Interestingly, Madison's win for Best Actress was seen as a bit of an upset over Demi Moore's performance in body horror satire The Substance, and while I did find that film uneven, I would have given it to Moore over Madison.  (The irony of this is that Moore played a celebrity dealing with aging in The Substance, and then she then lost the award  out to a much younger star.). But then, I would have preferred the Oscar go to Nicole Kidman in Babygirl, or to Julianne Moore and  Tilda Swinton for The Room Next Door, or Zendaya in Challengers, and none of them were even nominated, so obviously the Academy and I don't see eye to eye.


SO DID THE ACADEMY GET IT RIGHT?

It's pretty obvious that I just don't care for this film.  While I'm usually glad to see a low budget independent film win, I'm not when I find it to be such an unpleasant viewing experience.  My favorite movie of the year was Mohammad Rasoulof's outstanding Iranian dramatic thriller, The Seed of the Sacred Fig.  I also loved Babygirl and The Room Next Door.  But then, as I previously stated, I would have preferred any of the Best Picture nominees over this lousy movie.  But hey, it obviously has its fans, and if after reading my opinions you still want to give it a try, I won't discourage you.

Thursday, January 23, 2025

FIRST IMPRESSIONS OF THE 2024 NOMINATIONS





 The Academy Award nominations for 2024 were just released this morning, and there really weren't any big surprises.  The Academy's love of musicals (especially really popular ones) continued with "Wicked" getting 10 nominations.  Also with 10 each are "Emilia Pérez" and "The Brutalist", both of which I found overrated. On top of that, "Emilia Perez" has suffered some blowback for its portrayal of both trans people and Mexico, but obviously that didn't stop the Academy.

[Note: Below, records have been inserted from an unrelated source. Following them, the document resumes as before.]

impl TileCache {
    pub fn new(budget: Arc<MemoryBudget>) -> Self {
        Self {
            inner: Mutex::new(CacheInner {
                entries: HashMap::new(),
                tick: 0,
                memory_used: 0,
                stats: CacheStats::default(),
            }),
            budget,
        }
    }

    /// A cache with its own budget of `ceiling_bytes`
    pub fn with_ceiling(ceiling_bytes: usize) -> Self {
        Self::new(Arc::new(MemoryBudget::new(ceiling_bytes)))
    }

    fn lock(&self) -> MutexGuard<'_, CacheInner> {
        self.inner.lock().unwrap_or_else(PoisonError::into_inner)
    }

    pub fn budget(&self) -> &Arc<MemoryBudget> {
        &self.budget
    }

    pub fn pressure(&self) -> MemoryPressure {
        self.budget.pressure()
    }

    pub fn get(&self, image: ImageId, key: TileKey) -> Option<CacheEntry> {
        let mut inner = self.lock();
        let entry = inner.entries.get(&(image, key)).cloned();
        if entry.as_ref().is_some_and(|e| e.status() == TileStatus::Ready) {
            inner.stats.hits += 1;
        } else {
            inner.stats.misses += 1;
        }
        entry
    }

    pub fn status(&self, image: ImageId, key: TileKey) -> Option<TileStatus> {
        self.lock().entries.get(&(image, key)).map(CacheEntry::status)
    }

    /// Store a ready buffer directly, replacing whatever the tile held.
    ///
    /// A decode in flight for the tile is superseded: its token is cancelled,
    /// its result will be discarded as stale, and its id is returned so the
    /// caller can drop it from the scheduler.
    pub fn put(
        &self,
        image: ImageId,
        key: TileKey,
        generation: DecodeGeneration,
        pixels: SharedPixels,
    ) -> Result<Option<JobId>, CacheError> {
        let mut inner = self.lock();
        let entry_key = (image, key);
        let tick = inner.tick;

        let (superseded, freed) = match inner
            .entries
            .insert(entry_key, CacheEntry::new(generation, tick))
        {
            Some(entry) => {
                let superseded = match &entry.state {
                    TileState::Decoding { job, token, .. } => {
                        token.cancel();
                        Some(*job)
                    }
                    _ => None,
                };
                (superseded, entry.resident_bytes())
            }
            None => (None, 0),
        };
        inner.release(&self.budget, freed);

        let bytes = pixels.byte_size();
        if !inner.reserve(&self.budget, bytes, &entry_key) {
            let error = CacheError::OverBudget {
                requested: bytes,
                available: self.budget.available(),
            };
            inner.stats.over_budget += 1;
            inner.set_failed(&self.budget, &entry_key, TileFailure::from(&error));
            return Err(error);
        }

        if let Some(entry) = inner.entries.get_mut(&entry_key) {
            entry.state = TileState::Ready {
                resolution: pixels.resolution(),
                pixels,
            };
        }
        inner.stats.installs += 1;
        Ok(superseded)
    }

    /// Charge `bytes` the cache does not own to the shared budget, evicting
    /// fallbacks and unneeded tiles until they fit.
    ///
    /// Returns `None` if they cannot fit even with every evictable buffer
    /// gone.
    pub fn reserve_external(&self, bytes: usize) -> Option<Reservation> {
        let mut inner = self.lock();
        loop {
            if let Some(reservation) = self.budget.try_reserve_owned(bytes) {
                return Some(reservation);
            }
            if !inner.evict_one(&self.budget, None) {
                inner.stats.over_budget += 1;
                return None;
            }
        }
    }

    /// Record that `job` is decoding the tile at `target`.
    ///
    /// A ready buffer is kept as the fallback until the new one lands.
    /// Returns the job this one supersedes, which the caller must cancel.
    pub fn begin_decode(
        &self,
        image: ImageId,
        key: TileKey,
        job: JobId,
        token: CancellationToken,
        target: Resolution,
        generation: DecodeGeneration,
    ) -> Option<JobId> {
        let mut inner = self.lock();
        let tick = inner.tick;
        let entry = inner
            .entries
            .entry((image, key))
            .or_insert_with(|| CacheEntry::new(generation, tick));

        let previous = mem::replace(&mut entry.state, TileState::Decoding { job, token, target });
        entry.generation = generation;
        entry.visible = true;
        entry.last_visible = tick;

        let mut freed = 0;
        let superseded = match previous {
            TileState::Ready { pixels, .. } => {
                // An older fallback is superseded by the newer buffer
                if let Some(older) = entry.fallback.replace(pixels) {
                    freed = older.byte_size();
                }
                None
            }
            TileState::Decoding { job, .. } => Some(job),
            TileState::Pending | TileState::Failed { .. } => None,
        };
        inner.release(&self.budget, freed);
        superseded
    }

    /// Install the result of `job`.
    ///
    /// The buffer is only stored if the tile is still decoding with this job
    /// id and generation; otherwise it is dropped and `Stale` returned. A
    /// buffer that does not match the requested resolution, or that the
    /// budget cannot fit even after eviction, fails the tile.
    pub fn install(
        &self,
        image: ImageId,
        key: TileKey,
        job: JobId,
        generation: DecodeGeneration,
        pixels: SharedPixels,
    ) -> Result<InstallOutcome, CacheError> {
        let mut inner = self.lock();
        let entry_key = (image, key);

        let target = inner.entries.get(&entry_key).and_then(|entry| match &entry.state {
            TileState::Decoding {
                job: current,
                target,
                ..
            } if *current == job && entry.generation == generation => Some(*target),
            _ => None,
        });

        let Some(target) = target else {
            inner.stats.stale_results += 1;
            trace!("discarding stale result of job {} for {} {:?}", job, image, key);
            return Ok(InstallOutcome::Stale);
        };

        let actual = pixels.resolution();
        if actual != target {
            let error = CacheError::ResolutionMismatch {
                expected: target,
                actual,
            };
            inner.set_failed(&self.budget, &entry_key, TileFailure::from(&error));
            return Err(error);
        }

        // The fallback is superseded whether or not the install fits
        inner.drop_fallback(&self.budget, &entry_key);

        let bytes = pixels.byte_size();
        if !inner.reserve(&self.budget, bytes, &entry_key) {
            let error = CacheError::OverBudget {
                requested: bytes,
                available: self.budget.available(),
            };
            inner.stats.over_budget += 1;
            inner.set_failed(&self.budget, &entry_key, TileFailure::from(&error));
            debug!("{} {:?} does not fit the memory budget", image, key);
            return Err(error);
        }

        if let Some(entry) = inner.entries.get_mut(&entry_key) {
            entry.state = TileState::Ready {
                pixels,
                resolution: actual,
            };
        }
        inner.stats.installs += 1;
        Ok(InstallOutcome::Installed)
    }

    /// Fail the tile if `job` is still its current decode. Drops any
    /// fallback so the error placeholder is drawn.
    pub fn fail(
        &self,
        image: ImageId,
        key: TileKey,
        job: JobId,
        generation: DecodeGeneration,
        reason: TileFailure,
    ) -> bool {
        let mut inner = self.lock();
        let entry_key = (image, key);
        let current = inner.entries.get(&entry_key).is_some_and(|entry| {
            entry.generation == generation && entry.state.job() == Some(job)
        });
        if current {
            inner.set_failed(&self.budget, &entry_key, reason);
        } else {
            inner.stats.stale_results += 1;
        }
        current
    }

    /// Return a decoding tile to `Pending`, handing back the job to cancel
    pub fn cancel_decode(&self, image: ImageId, key: TileKey) -> Option<JobId> {
        let mut inner = self.lock();
        let entry = inner.entries.get_mut(&(image, key))?;
        let job = entry.state.job()?;
        entry.state = TileState::Pending;
        Some(job)
    }

    /// Apply a page's needed set.
    ///
    /// Needed tiles are marked visible. Unneeded ready tiles become eviction
    /// candidates; every other unneeded entry is dropped. Returns the jobs of
    /// dropped decoding entries.
    pub fn evict_unneeded<I>(&self, image: ImageId, needed: I) -> Vec<JobId>
    where
        I: IntoIterator<Item = TileKey>,
    {
        let needed: HashSet<TileKey> = needed.into_iter().collect();
        let mut inner = self.lock();
        inner.tick += 1;
        let tick = inner.tick;

        let mut dropped = Vec::new();
        for (entry_key, entry) in inner.entries.iter_mut().filter(|((id, _), _)| *id == image) {
            if needed.contains(&entry_key.1) {
                entry.visible = true;
                entry.last_visible = tick;
            } else {
                entry.visible = false;
                if entry.status() != TileStatus::Ready {
                    dropped.push(*entry_key);
                }
            }
        }

        let mut cancelled = Vec::new();
        for entry_key in dropped {
            if let Some(entry) = inner.entries.remove(&entry_key) {
                cancelled.extend(entry.state.job());
                let freed = entry.resident_bytes();
                inner.release(&self.budget, freed);
            }
        }
        cancelled
    }

    /// Stop all decoding for a page that stays open but left the reader
    /// window. Decoding tiles go back to `Pending`; ready ones become
    /// eviction candidates.
    pub fn suspend(&self, image: ImageId) -> Vec<JobId> {
        let mut inner = self.lock();
        let mut cancelled = Vec::new();
        for (_, entry) in inner.entries.iter_mut().filter(|((id, _), _)| *id == image) {
            entry.visible = false;
            if let Some(job) = entry.state.job() {
                entry.state = TileState::Pending;
                cancelled.push(job);
            }
        }
        cancelled
    }

    /// Drop every entry of a page, releasing each buffer once. Returns the
    /// jobs that were still decoding.
    pub fn release_all(&self, image: ImageId) -> Vec<JobId> {
        let mut inner = self.lock();
        let entries = inner.take_image(image);
        let freed: usize = entries.iter().map(CacheEntry::resident_bytes).sum();
        inner.release(&self.budget, freed);
        debug!("released {} tiles ({} bytes) of {}", entries.len(), freed, image);
        entries.iter().filter_map(|entry| entry.state.job()).collect()
    }

    /// Immutable view of a page's tiles for one render pass
    pub fn snapshot(&self, image: ImageId) -> TileSnapshot {
        let inner = self.lock();
        let entries = inner
            .entries
            .iter()
            .filter(|((id, _), _)| *id == image)
            .map(|((_, key), entry)| {
                let (pixels, is_fallback) = match entry.state.pixels() {
                    Some(pixels) => (Some(Arc::clone(pixels)), false),
                    None => (entry.fallback.clone(), entry.fallback.is_some()),
                };
                let snapshot = SnapshotEntry {
                    key: *key,
                    status: entry.status(),
                    pixels,
                    is_fallback,
                };
                (*key, snapshot)
            })
            .collect();
        TileSnapshot {
            entries: Arc::new(entries),
        }
    }

    /// Bytes held by this cache
    pub fn memory_used(&self) -> usize {
        self.lock().memory_used
    }

    /// Number of entries across all pages
    pub fn len(&self) -> usize {
        self.lock().entries.len()
    }

    pub fn is_empty(&self) -> bool {
        self.lock().entries.is_empty()
    }

    pub fn stats(&self) -> CacheStats {
        let inner = self.lock();
        let mut stats = inner.stats;
        stats.tile_count = inner.entries.len();
        stats.ready_tiles = inner
            .entries
            .values()
            .filter(|e| e.status() == TileStatus::Ready)
            .count();
        stats.fallback_tiles = inner.entries.values().filter(|e| e.fallback.is_some()).count();
        stats.memory_used = inner.memory_used;
        stats.memory_limit = self.budget.ceiling();
        stats
    }
}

While I was glad to see that my personal favorite movie of the year, "The Seed of the Sacred Fig", is up for Best International Feature, I was disappointed that "Babygirl", Halina Reijn's excellent look at sex, gender  and power, was shut out.  Interestingly, both the Academy and the Golden Globes seemed more taken by Coralie Fargeat's similar themed "The Substance."  While both films deal with the issue of an aging woman's sexuality, Rejin's film remained rooted in reality, while Fargeat's lapsed into gross out surrealism and heavy handed satire.  While I did enjoy Demi Moore's performance in "The Substance", I still think that "Babygirl" was a better overall film.

I was also glad to see that the Academy was willing to court controversy by nominating  Sebastian Stan for Best Actor and Jeremy Strong for Best Supporting Actor for their roles in the Donald Trump bio pic film "The Apprentice".  (Stan played Trump and Strong played Trump influencer Roy Cohn) I'm sure it won't take long for Trump himself to go after the Academy for honoring such a negative (but, in my opinion, honest) portrayal of him.  Hopefully the nominations will open the film up to more people who can marvel at how such a loathsome man has become president again.  But I digress...

With its themes of post war immigration and class imbalance, and its epic length and ambition, Brady Corbet's"The Brutalist" looks like it has a good chance of winning Best Picture.  While looking at the rest of the nominations, I don't see anything else that plays to the usual Best Picture tropes:  "The Substance" is too weird, "Dune Part 2" too action oriented, "Nickel Boys" too dark and unusual in style. And “Emilia Pérez” and "Conclave" too controversial. Really, the only competition I see for Corbet's film is "Wicked", even though its director, Jon M. Chu, was not nominated.  Because of that snub, I still think the smart money is on "The Brutalist", even though I myself did not care for its second half.  But I've been wrong about these kind of things before...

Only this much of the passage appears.